« Les quatre plus grandes crues de l’Amazone ont eu lieu au cours de la dernière décennie »
BIODIVERSITE•Alors qu’on parle beaucoup de l’impact sur le climat des feux de forêt en Amazonie, des spécialistes de l’Amazone alertent sur les dangers qui planent sur le plus grand fleuve du mondeBéatrice Colin
L'essentiel
- Des scientifiques internationaux, membres de l'observatoire HYBAM, sont réunis à Toulouse pour évoquer jusqu’à vendredi les enjeux climatiques et environnementaux auxquels est confronté le fleuve Amazone.
- Alors que la communauté internationale se penche sur les conséquences des incendies dans cette partie du monde, les chercheurs pointent du doigt les dangers qui pèsent sur l’Amazone.
- Pollution, sécheresse, crues à répétition, ces phénomènes ont des conséquences locales mais aussi sur la ressource en eau, bien au-delà de l’Amérique du Sud.
Alors que tous les yeux sont tournés vers les forêts amazoniennes, et le désastre engendré par les feux à répétition, des chercheurs réunis à Toulouse alertent sur les autres dangers qui menacent la biodiversité dans ce secteur de la planète. Spécialiste du fleuve Amazone, Jean-Michel Martinez, directeur du service d’observation HYBAM, qui collecte les données sur la quantité et la qualité des eaux de l’ensemble du bassin du fleuve, tire la sonnette d’alarme sur les conséquences au niveau global des pollutions et crues de l’Amazone.
Les incendies qui ravagent l’Amazonie ont-ils des conséquences directes sur le fleuve ?
L’attention s’est beaucoup portée sur les incendies, on parle beaucoup des conséquences pour « le poumon de la planète », de son rôle de puits de carbone atmosphérique. Mais en réalité, elle stocke peu et est presque neutre en termes de carbone. Par contre, la forêt influence beaucoup le cycle de l’eau. Une bonne partie de cette ressource est produite grâce à la forêt. Or, s’il y a moins de pluie, il y a moins d’eau et cela met en danger la biodiversité au niveau de ce territoire mais aussi sur le reste du continent et bien au-delà.
Jusqu’où l’Amazone a-t-elle une influence ?
Elle renvoie 20 % de ses ressources en eau vers l’Océan et transfère ainsi beaucoup de matière géochimique qui contribue à l’équilibre des plantes et au phytoplancton. Sur l’Atlantique, des chercheurs pensent par exemple que l’invasion d’algues sargasses dans les Antilles pourrait provenir de modifications des flux d’eau de l’Amazone.
Elle joue aussi un rôle dans la formation des grands ouragans. Car si on déstabilise le cycle de l’eau, on peut déstabiliser l’atmosphère elle-même.
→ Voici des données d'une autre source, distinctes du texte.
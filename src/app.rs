use crate::handlers;
use crate::state::AppState;
use crate::webhook;
use axum::{routing::{get, post, put}, Router};

pub fn router(state: AppState) -> Router {
    Router::new()
        .route("/", get(handlers::index))
        .route("/habits/:id/toggle", post(handlers::toggle_today))
        .route("/api/habits", get(handlers::list_habits).post(handlers::create_habit))
        .route(
            "/api/habits/:id",
            get(handlers::get_habit)
                .patch(handlers::update_habit)
                .delete(handlers::delete_habit),
        )
        .route("/api/habits/:id/archive", post(handlers::archive_habit))
        .route("/api/habits/:id/toggle", post(handlers::toggle))
        .route("/api/habits/:id/entries", get(handlers::list_entries))
        .route("/api/habits/:id/entries/:date/note", put(handlers::set_note))
        .route("/api/habits/:id/stats", get(handlers::habit_stats))
        .route(
            "/api/habits/:id/comments",
            get(handlers::list_comments).post(handlers::add_comment),
        )
        .route("/api/habits/:id/cheers", post(handlers::cheer))
        .route("/api/stats", get(handlers::overview))
        .route("/api/community", get(handlers::community))
        .route("/api/community/cheers", get(handlers::cheer_options))
        .route("/api/templates", get(handlers::templates))
        .route("/api/webhooks", post(webhook::receive))
        .with_state(state)
}
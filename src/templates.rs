use crate::models::{Frequency, HabitTemplate};

pub static TEMPLATES: [HabitTemplate; 6] = [
    HabitTemplate {
        id: "water",
        name: "Drink 8 glasses of water",
        description: "Stay hydrated throughout the day",
        frequency: Frequency::Daily,
        category: "Health",
        is_popular: true,
    },
    HabitTemplate {
        id: "meditation",
        name: "Morning meditation",
        description: "Start your day with mindfulness",
        frequency: Frequency::Daily,
        category: "Mindfulness",
        is_popular: true,
    },
    HabitTemplate {
        id: "reading",
        name: "Read for 30 minutes",
        description: "Expand your knowledge through reading",
        frequency: Frequency::Daily,
        category: "Learning",
        is_popular: true,
    },
    HabitTemplate {
        id: "exercise",
        name: "Exercise for 30 minutes",
        description: "Stay active and healthy",
        frequency: Frequency::Daily,
        category: "Fitness",
        is_popular: true,
    },
    HabitTemplate {
        id: "journal",
        name: "Write in journal",
        description: "Reflect on your day and thoughts",
        frequency: Frequency::Daily,
        category: "Self-reflection",
        is_popular: false,
    },
    HabitTemplate {
        id: "gratitude",
        name: "Practice gratitude",
        description: "Write down 3 things you're grateful for",
        frequency: Frequency::Daily,
        category: "Mindfulness",
        is_popular: false,
    },
];

pub fn popular_templates() -> impl Iterator<Item = &'static HabitTemplate> {
    TEMPLATES.iter().filter(|template| template.is_popular)
}

#[cfg(test)]
mod tests {
    use super::*;

    #[test]
    fn four_popular_templates() {
        assert_eq!(popular_templates().count(), 4);
        assert!(popular_templates().all(|t| !t.category.is_empty()));
    }
}
use std::{env, path::PathBuf};

pub const DEFAULT_PORT: u16 = 8080;
pub const DEFAULT_DATA_PATH: &str = "data/habits.json";
pub const DEFAULT_USER_ID: &str = "1";

#[derive(Debug, Clone, PartialEq, Eq)]
pub struct Config {
    pub port: u16,
    pub data_path: PathBuf,
    pub user_id: String,
    pub seed_demo: bool,
}

impl Default for Config {
    fn default() -> Self {
        Self {
            port: DEFAULT_PORT,
            data_path: PathBuf::from(DEFAULT_DATA_PATH),
            user_id: DEFAULT_USER_ID.to_string(),
            seed_demo: false,
        }
    }
}

impl Config {
    pub fn from_env() -> Self {
        Self::from_lookup(|key| env::var(key).ok())
    }

    /// Builds a config from any variable source. Unset or unparseable values
    /// keep their defaults.
    pub fn from_lookup(lookup: impl Fn(&str) -> Option<String>) -> Self {
        let defaults = Self::default();
        Self {
            port: lookup("PORT")
                .and_then(|value| value.parse::<u16>().ok())
                .unwrap_or(defaults.port),
            data_path: lookup("APP_DATA_PATH")
                .filter(|value| !value.trim().is_empty())
                .map(PathBuf::from)
                .unwrap_or(defaults.data_path),
            user_id: lookup("HABIT_USER_ID")
                .map(|value| value.trim().to_string())
                .filter(|value| !value.is_empty())
                .unwrap_or(defaults.user_id),
            seed_demo: lookup("HABIT_SEED_DEMO")
                .map(|value| matches!(value.trim().to_ascii_lowercase().as_str(), "1" | "true" | "yes"))
                .unwrap_or(defaults.seed_demo),
        }
    }
}

#[cfg(test)]
mod tests {
    use super::*;
    use std::collections::HashMap;

    fn lookup(pairs: &[(&str, &str)]) -> impl Fn(&str) -> Option<String> {
        let vars: HashMap<String, String> = pairs
            .iter()
            .map(|(k, v)| (k.to_string(), v.to_string()))
            .collect();
        move |key| vars.get(key).cloned()
    }

    #[test]
    fn defaults_when_unset() {
        assert_eq!(Config::from_lookup(lookup(&[])), Config::default());
    }

    #[test]
    fn reads_overrides() {
        let config = Config::from_lookup(lookup(&[
            ("PORT", "9000"),
            ("APP_DATA_PATH", "/tmp/h.json"),
            ("HABIT_USER_ID", "alex"),
            ("HABIT_SEED_DEMO", "TRUE"),
        ]));
        assert_eq!(config.port, 9000);
        assert_eq!(config.data_path, PathBuf::from("/tmp/h.json"));
        assert_eq!(config.user_id, "alex");
        assert!(config.seed_demo);
    }

    #[test]
    fn bad_port_falls_back() {
        let config = Config::from_lookup(lookup(&[("PORT", "http")]));
        assert_eq!(config.port, DEFAULT_PORT);
    }
}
D’où l’importance de l’Amazone dans l’équilibre total.
Quel est son état de santé actuel ?
Sa situation se dégrade. En termes de quantité, on assiste à la multiplication des événements extrêmes, notamment de crues et d’étiage de longue durée. Sur les six plus grandes crues enregistrées au cours des 115 ans sur la plus ancienne station, quatre ont eu lieu sur la dernière décennie. Sur la qualité des eaux, notre observatoire HYBAM, installé à Toulouse depuis quinze ans, mesure des pollutions significatives au chlore dues aux extractions de gaz et de pétrole.
A cause de l’orpaillage, on a enregistré des changements drastiques notamment sur la quantité de sédiments charriés. Cela a des conséquences sur les poissons qui, au lieu d’avoir une eau claire, se retrouvent dans des eaux turbides dans lesquelles ils ne sont pas adaptés. La multiplication des barrages hydroélectriques coupe aussi la migration des poissons.
Notre dossier sur l'Amazonie
Comme le GIEC, vos rencontres peuvent-elles aboutir sur les préconisations à destination des politiques pour endiguer ces phénomènes et risques pour la planète ?
Nous collectons des données et si on veut faire une politique de gestion des écosystèmes, il faut des données. Nous avons plus d’un siècle d’observation de niveau du fleuve et ce sont des données en open data qui reposent sur une coopération internationale. Lors des feux de forêt, le président brésilien a mis en cause l’institut collectant les données sur la déforestation. On ne fait pas de la politique, mais si les politiques veulent faire de la gestion durable de l’Amazonie, il leur faut des données de confiance et objectives, c’est ce que font les observatoires.